Noise comes in a wide variety of colors or frequencies, much like light. The colors that a person prefers to listen to and how their brain reacts to the different sound frequencies is highly individual. Although many people find relief from insomnia by masking background sounds with white or other color noise, a few studies even indicate that the noise itself may interfere with sleep quality and duration.
There are, however, a few specific colors of sound that are more frequently referred to regarding calming or focusing the mind.

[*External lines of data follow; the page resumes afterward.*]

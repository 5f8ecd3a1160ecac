//! Worksheets: sequential iteration, indexed access and search

use std::fmt;
use std::io::Read;
use std::sync::Arc;

use once_cell::sync::OnceCell;
use regex::Regex;

use crate::archive::PackageArchive;
use crate::error::XlsxResult;
use crate::row::{MatchMode, Row};
use crate::scan::{ElementPattern, ElementScanner, ScanOptions};
use crate::shared_strings::SharedStringTable;
use crate::store::IndexedPart;

/// A declared sheet and the worksheet part it resolved to.
#[derive(Debug, Clone, PartialEq, Eq)]
pub struct SheetDescriptor {
    pub name: String,
    /// 0-based declaration order in the workbook
    pub index: usize,
    /// Worksheet part inside the package
    pub path: String,
}

/// Periodic shared string cache compaction during iteration.
///
/// Long scans over sheets with many distinct strings would otherwise keep the
/// cache full of entries that are never read again.
#[derive(Debug, Clone, Copy, PartialEq, Eq)]
pub enum CompactionPolicy {
    Disabled,
    /// Trim the cache to `keep` entries after every `every` rows
    TrimEvery { every: u64, keep: usize },
    /// Empty the cache after every `every` rows
    ClearEvery { every: u64 },
}

impl Default for CompactionPolicy {
    fn default() -> Self {
        CompactionPolicy::TrimEvery {
            every: 5000,
            keep: 100,
        }
    }
}

impl CompactionPolicy {
    pub(crate) fn apply(self, processed: u64, strings: &SharedStringTable) {
        match self {
            CompactionPolicy::TrimEvery { every, keep } if every > 0 && processed % every == 0 => {
                log::trace!("row {processed}: trimming string cache to {keep}");
                strings.trim_cache(keep);
            }
            CompactionPolicy::ClearEvery { every } if every > 0 && processed % every == 0 => {
                log::trace!("row {processed}: clearing string cache");
                strings.clear_cache();
            }
            _ => {}
        }
    }
}

/// One worksheet of a package.
///
/// Sequential reads ([`Sheet::rows`] and everything built on it) stream the
/// worksheet part straight out of the archive. Random access through
/// [`Sheet::row`] first copies the part to a temporary file and indexes the
/// byte span of every row; that happens at most once until
/// [`Sheet::release`] is called.
pub struct Sheet {
    descriptor: SheetDescriptor,
    archive: Arc<dyn PackageArchive>,
    strings: Arc<SharedStringTable>,
    options: ScanOptions,
    compaction: CompactionPolicy,
    indexed: OnceCell<IndexedPart>,
}

impl Sheet {
    pub(crate) fn new(
        descriptor: SheetDescriptor,
        archive: Arc<dyn PackageArchive>,
        strings: Arc<SharedStringTable>,
        options: ScanOptions,
        compaction: CompactionPolicy,
    ) -> Self {
        Self {
            descriptor,
            archive,
            strings,
            options,
            compaction,
            indexed: OnceCell::new(),
        }
    }

    pub fn name(&self) -> &str {
        &self.descriptor.name
    }

    /// 0-based declaration order
    pub fn index(&self) -> usize {
        self.descriptor.index
    }

    /// Worksheet part path inside the package
    pub fn path(&self) -> &str {
        &self.descriptor.path
    }

    pub fn descriptor(&self) -> &SheetDescriptor {
        &self.descriptor
    }

    pub fn compaction(&self) -> CompactionPolicy {
        self.compaction
    }

    pub fn set_compaction(&mut self, policy: CompactionPolicy) {
        self.compaction = policy;
    }

    /// The package's shared string table
    pub fn shared_strings(&self) -> &Arc<SharedStringTable> {
        &self.strings
    }

    /// Stream the rows in document order, numbered from 1.
    ///
    /// Opening the worksheet part is the only thing done up front; rows are
    /// read chunk by chunk as the iterator advances.
    pub fn rows(&self) -> XlsxResult<RowIter> {
        let stream = self.archive.open_entry(&self.descriptor.path)?;
        Ok(RowIter {
            scanner: Some(ElementScanner::new(stream, ElementPattern::row(), self.options)),
            strings: Arc::clone(&self.strings),
            compaction: self.compaction,
            produced: 0,
        })
    }

    /// Fetch row `number` (1-based) through the row index.
    ///
    /// Returns `None` for 0 and for numbers past the last row.
    pub fn row(&self, number: u32) -> XlsxResult<Option<Row>> {
        if number == 0 {
            return Ok(None);
        }
        let part = self.part()?;
        let markup = part.read_unit(number as usize - 1)?;
        Ok(markup.map(|m| Row::new(number, m, Arc::clone(&self.strings))))
    }

    /// Build the row index now instead of on the first [`Sheet::row`] call
    pub fn build_index(&self) -> XlsxResult<()> {
        self.part().map(|_| ())
    }

    pub fn is_indexed(&self) -> bool {
        self.indexed.get().is_some()
    }

    /// Number of rows (builds the index)
    pub fn row_count(&self) -> XlsxResult<usize> {
        Ok(self.part()?.index().len())
    }

    /// Drop the row index and its temporary copy
    pub fn release(&mut self) {
        if self.indexed.take().is_some() {
            log::debug!("released row index of sheet '{}'", self.descriptor.name);
        }
    }

    /// First row holding a cell equal to `value` under `mode`
    pub fn find_row(&self, value: &str, mode: MatchMode) -> XlsxResult<Option<Row>> {
        self.find_first(|row| row.contains(value, mode))
    }

    /// First row with a cell matching the regular expression `pattern`
    pub fn find_row_by_pattern(&self, pattern: &str) -> XlsxResult<Option<Row>> {
        let pattern = Regex::new(pattern)?;
        self.find_first(|row| row.matches(&pattern))
    }

    /// Rows accepted by `predicate`, stopping after `limit` hits.
    ///
    /// Every row is decoded before it is handed to the predicate.
    pub fn find_rows<F>(&self, mut predicate: F, limit: Option<usize>) -> XlsxResult<Vec<Row>>
    where
        F: FnMut(&mut Row) -> XlsxResult<bool>,
    {
        let mut found = Vec::new();
        if limit == Some(0) {
            return Ok(found);
        }

        for row in self.rows()? {
            let mut row = row?;
            row.decode()?;
            if predicate(&mut row)? {
                found.push(row);
                if limit.is_some_and(|limit| found.len() >= limit) {
                    break;
                }
            }
        }
        Ok(found)
    }

    /// Rows with a cell matching `pattern`, up to `limit`
    pub fn find_rows_by_pattern(&self, pattern: &str, limit: Option<usize>) -> XlsxResult<Vec<Row>> {
        let pattern = Regex::new(pattern)?;
        self.find_rows(|row| row.matches(&pattern), limit)
    }

    /// Every row accepted by `predicate`
    pub fn filter<F>(&self, predicate: F) -> XlsxResult<Vec<Row>>
    where
        F: FnMut(&mut Row) -> XlsxResult<bool>,
    {
        self.find_rows(predicate, None)
    }

    fn find_first<F>(&self, predicate: F) -> XlsxResult<Option<Row>>
    where
        F: FnMut(&mut Row) -> XlsxResult<bool>,
    {
        Ok(self.find_rows(predicate, Some(1))?.into_iter().next())
    }

    fn part(&self) -> XlsxResult<&IndexedPart> {
        self.indexed.get_or_try_init(|| {
            IndexedPart::build(
                &*self.archive,
                &self.descriptor.path,
                ElementPattern::row(),
                &self.options,
            )
        })
    }
}

impl fmt::Debug for Sheet {
    fn fmt(&self, f: &mut fmt::Formatter<'_>) -> fmt::Result {
        f.debug_struct("Sheet")
            .field("descriptor", &self.descriptor)
            .field("compaction", &self.compaction)
            .field("indexed", &self.is_indexed())
            .finish()
    }
}

/// Sequential row iterator returned by [`Sheet::rows`].
///
/// Holds the open worksheet stream and at most one chunk of pending markup.
/// The stream is released as soon as the iterator is exhausted, fails, or is
/// dropped.
pub struct RowIter {
    scanner: Option<ElementScanner<Box<dyn Read + Send>>>,
    strings: Arc<SharedStringTable>,
    compaction: CompactionPolicy,
    produced: u32,
}

impl Iterator for RowIter {
    type Item = XlsxResult<Row>;

    fn next(&mut self) -> Option<Self::Item> {
        let scanner = self.scanner.as_mut()?;
        match scanner.next_unit() {
            Ok(Some((_, unit))) => {
                let markup = String::from_utf8_lossy(unit).into_owned();
                self.produced += 1;
                self.compaction
                    .apply(u64::from(self.produced), &self.strings);
                Some(Ok(Row::new(
                    self.produced,
                    markup,
                    Arc::clone(&self.strings),
                )))
            }
            Ok(None) => {
                self.scanner = None;
                None
            }
            Err(e) => {
                self.scanner = None;
                Some(Err(e))
            }
        }
    }
}

impl fmt::Debug for RowIter {
    fn fmt(&self, f: &mut fmt::Formatter<'_>) -> fmt::Result {
        f.debug_struct("RowIter")
            .field("produced", &self.produced)
            .field("finished", &self.scanner.is_none())
            .finish()
    }
}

As mentioned above, white noise is distributed equally across all the auditory frequencies, resulting in a steady hum. Examples of white noise that you might run across in your day-to-day life include:
- An air conditioner
- A vacuum
- A whirring fan
- Radio static
As it is evenly distributed across the frequencies, white noise is particularly good at masking other sounds. This makes it a good option for blunting noises that might interfere with either sleep or concentration, and it is often used as a study aid as well as a sleep aid. White noise can be a bit intense for some listeners due to its higher sound frequencies.
The term black noise refers to either silence or infrasound. Many people are more comfortable sleeping in silent or near-silent environments, but some find this type of sound, or non-sound, unnerving.

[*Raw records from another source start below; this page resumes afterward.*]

//! XLSX error types

use thiserror::Error;

/// Result type for XLSX operations
pub type XlsxResult<T> = std::result::Result<T, XlsxError>;

/// Errors that can occur while reading an XLSX package
#[derive(Debug, Error)]
pub enum XlsxError {
    /// IO error, including failures of the temporary copies
    #[error("IO error: {0}")]
    Io(#[from] std::io::Error),

    /// ZIP error
    #[error("ZIP error: {0}")]
    Zip(#[from] zip::result::ZipError),

    /// XML error
    #[error("XML error: {0}")]
    Xml(#[from] quick_xml::Error),

    /// Invalid search pattern
    #[error("Invalid pattern: {0}")]
    Pattern(#[from] regex::Error),

    /// Missing required part (no workbook means no sheets)
    #[error("Missing required part: {0}")]
    MissingPart(String),

    /// A declared sheet maps to no worksheet part, neither through the
    /// relationships part nor by position
    #[error("Could not resolve worksheet part for sheet '{name}' (index {index})")]
    SheetNotResolved { name: String, index: usize },

    /// A named entry could not be opened
    #[error("Entry not found in package: {0}")]
    EntryNotFound(String),

    /// Entry uses a compression method the stream reader cannot decode
    #[error("Unsupported compression method {method} for entry {entry}")]
    UnsupportedCompression { entry: String, method: String },

    /// Invalid file format
    #[error("Invalid XLSX format: {0}")]
    InvalidFormat(String),
}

Noise that blends high and low frequency in a way that more closely mimics nature is said to be pink noise. It is a gentler sound that lacks the intensity of white noise. Some people refer to it as ambient noise. Examples of pink noise could include:
- Calm waves on a beach
- Steady rain
- The wind rustling through leaves
Light sleepers and people who are sensitive to high sound frequencies may find pink noise especially helpful. Those who listen to white noise but consistently wake up with low energy may want to try using pink noise instead.
Brown noise, first discovered by Scottish botanist Robert Brown, focuses more on the lower frequencies in the auditory spectrum. It is an offshoot of another theory of his called Brownian motion. Sounds that approximate brown noise include:
- A pounding surf
- Rolling thunder
- The rumble of strong winds
- A rushing river
This type of noise occasionally referred to as red noise, is more soothing to some people than either white or pink noise. It is said to help counteract intrusive thought processes and may help to reduce anxiety. Brown noise has also been associated with increased concentration and focus and is frequently employed as a study aid.

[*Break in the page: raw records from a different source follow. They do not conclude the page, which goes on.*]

//! Text decoding for cell values and string items

use std::borrow::Cow;

use once_cell::sync::Lazy;
use regex::{Captures, Regex};

use crate::scan::{OPEN_ATTRS, PREFIX};

static ENTITY: Lazy<Regex> = Lazy::new(|| {
    Regex::new(r"&(#[0-9]+|#[xX][0-9A-Fa-f]+|[A-Za-z]+);").expect("entity pattern is valid")
});

static EXCEL_ESCAPE: Lazy<Regex> =
    Lazy::new(|| Regex::new(r"_x([0-9A-Fa-f]{4})_").expect("escape pattern is valid"));

static PHONETIC_RUN: Lazy<Regex> = Lazy::new(|| {
    Regex::new(&format!(
        r"(?s)<{PREFIX}rPh(?:\s[^>]*)?/>|<{PREFIX}rPh{OPEN_ATTRS}>.*?</{PREFIX}rPh\s*>"
    ))
    .expect("phonetic run pattern is valid")
});

static TEXT_RUN: Lazy<Regex> = Lazy::new(|| {
    Regex::new(&format!(
        r"(?s)<{PREFIX}t(?:\s[^>]*)?/>|<{PREFIX}t{OPEN_ATTRS}>(.*?)</{PREFIX}t\s*>"
    ))
    .expect("text run pattern is valid")
});

/// Resolve XML character references in one pass.
///
/// The five predefined entities and numeric references are replaced; anything
/// else (unknown names, invalid code points) is left exactly as written.
/// Output is never re-scanned, so `&amp;lt;` becomes `&lt;`.
pub fn decode_entities(s: &str) -> Cow<'_, str> {
    if !s.contains('&') {
        return Cow::Borrowed(s);
    }
    ENTITY.replace_all(s, |caps: &Captures<'_>| {
        let body = &caps[1];
        let decoded = match body {
            "amp" => Some('&'),
            "lt" => Some('<'),
            "gt" => Some('>'),
            "quot" => Some('"'),
            "apos" => Some('\''),
            _ => numeric_reference(body),
        };
        match decoded {
            Some(c) => c.to_string(),
            None => caps[0].to_string(),
        }
    })
}

fn numeric_reference(body: &str) -> Option<char> {
    let digits = body.strip_prefix('#')?;
    let code = match digits.strip_prefix(['x', 'X']) {
        Some(hex) => u32::from_str_radix(hex, 16).ok()?,
        None => digits.parse().ok()?,
    };
    char::from_u32(code)
}

/// Decode Excel's `_xHHHH_` escapes for characters XML cannot carry.
///
/// `_x005F_` stands for a literal underscore, so `_x005F_x0041_` decodes to
/// the text `_x0041_`.
pub fn decode_excel_escapes(s: &str) -> Cow<'_, str> {
    if !s.contains("_x") {
        return Cow::Borrowed(s);
    }
    EXCEL_ESCAPE.replace_all(s, |caps: &Captures<'_>| {
        u32::from_str_radix(&caps[1], 16)
            .ok()
            .and_then(char::from_u32)
            .map(|c| c.to_string())
            .unwrap_or_else(|| caps[0].to_string())
    })
}

/// Visible text of a string item (`<si>` or `<is>` content).
///
/// All `<t>` runs are concatenated in document order, whether they sit
/// directly in the item or inside rich text `<r>` runs. Phonetic runs are
/// skipped.
pub fn item_text(markup: &str) -> String {
    let markup = PHONETIC_RUN.replace_all(markup, "");
    let mut raw = String::new();
    for caps in TEXT_RUN.captures_iter(&markup) {
        if let Some(run) = caps.get(1) {
            raw.push_str(run.as_str());
        }
    }
    let text = decode_entities(&raw);
    decode_excel_escapes(&text).into_owned()
}

#[cfg(test)]
mod tests {
    use super::*;

    #[test]
    fn test_named_entities() {
        assert_eq!(
            decode_entities("a &lt;b&gt; &amp; &quot;c&quot; &apos;d&apos;"),
            "a <b> & \"c\" 'd'"
        );
    }

    #[test]
    fn test_entities_decoded_once() {
        assert_eq!(decode_entities("&amp;lt;"), "&lt;");
    }

    #[test]
    fn test_numeric_entities() {
        assert_eq!(decode_entities("&#65;&#x42;&#X43;"), "ABC");
        assert_eq!(decode_entities("&#x1F600;"), "\u{1F600}");
    }

    #[test]
    fn test_unknown_entities_kept() {
        assert_eq!(decode_entities("&nbsp; &#xD800; & x"), "&nbsp; &#xD800; & x");
    }

    #[test]
    fn test_excel_escapes() {
        assert_eq!(decode_excel_escapes("a_x000D_b"), "a\rb");
        assert_eq!(decode_excel_escapes("_x005F_x0041_"), "_x0041_");
        assert_eq!(decode_excel_escapes("_x12_ plain"), "_x12_ plain");
    }

    #[test]
    fn test_item_text_plain() {
        assert_eq!(item_text("<si><t>Hello</t></si>"), "Hello");
        assert_eq!(item_text(r#"<si><t xml:space="preserve"> spaced </t></si>"#), " spaced ");
    }

    #[test]
    fn test_item_text_rich_runs() {
        let markup = r#"<si><r><rPr><b/></rPr><t>Bold</t></r><r><t xml:space="preserve"> and plain</t></r></si>"#;
        assert_eq!(item_text(markup), "Bold and plain");
    }

    #[test]
    fn test_item_text_skips_phonetic_runs() {
        let markup = r#"<si><t>東京</t><rPh sb="0" eb="2"><t>トウキョウ</t></rPh><phoneticPr fontId="1"/></si>"#;
        assert_eq!(item_text(markup), "東京");
    }

    #[test]
    fn test_item_text_empty_forms() {
        assert_eq!(item_text("<si/>"), "");
        assert_eq!(item_text("<si><t/></si>"), "");
        assert_eq!(item_text(r#"<si><t xml:space="preserve"/><t>x</t></si>"#), "x");
        assert_eq!(item_text(r#"<si><t /><r><t>a</t></r><t xml:space="preserve" /><t>b</t></si>"#), "ab");
    }

    #[test]
    fn test_item_text_self_closing_phonetic_run() {
        let markup = r#"<si><rPh sb="0" eb="1"/><t>kept</t><rPh sb="1" eb="2"><t>gone</t></rPh></si>"#;
        assert_eq!(item_text(markup), "kept");
    }

    #[test]
    fn test_item_text_decodes() {
        assert_eq!(item_text("<si><t>R&amp;D_x0009_ok</t></si>"), "R&D\tok");
        assert_eq!(item_text("<x:si><x:t>pre&#x41;</x:t></x:si>"), "preA");
    }
}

How we perceive sound can be affected by our own personal hearing range, the equipment it’s being played on, and even the environment it’s being played in. How each color of sound will affect you may differ from how it affects someone else. It may even affect you differently in different surroundings or played on a different device.
Selecting an appropriate auditory sleep aid is a highly individualized choice. Fortunately, there are many great options available to find just the right sound for you, from machines designed exclusively to manufacture these sounds to online apps like MyNoise.net that offer adjustable online sound machines so you can find precisely the right noise frequency for you. In general, whatever color noise leaves you waking up rested and rejuvenated is the best for you.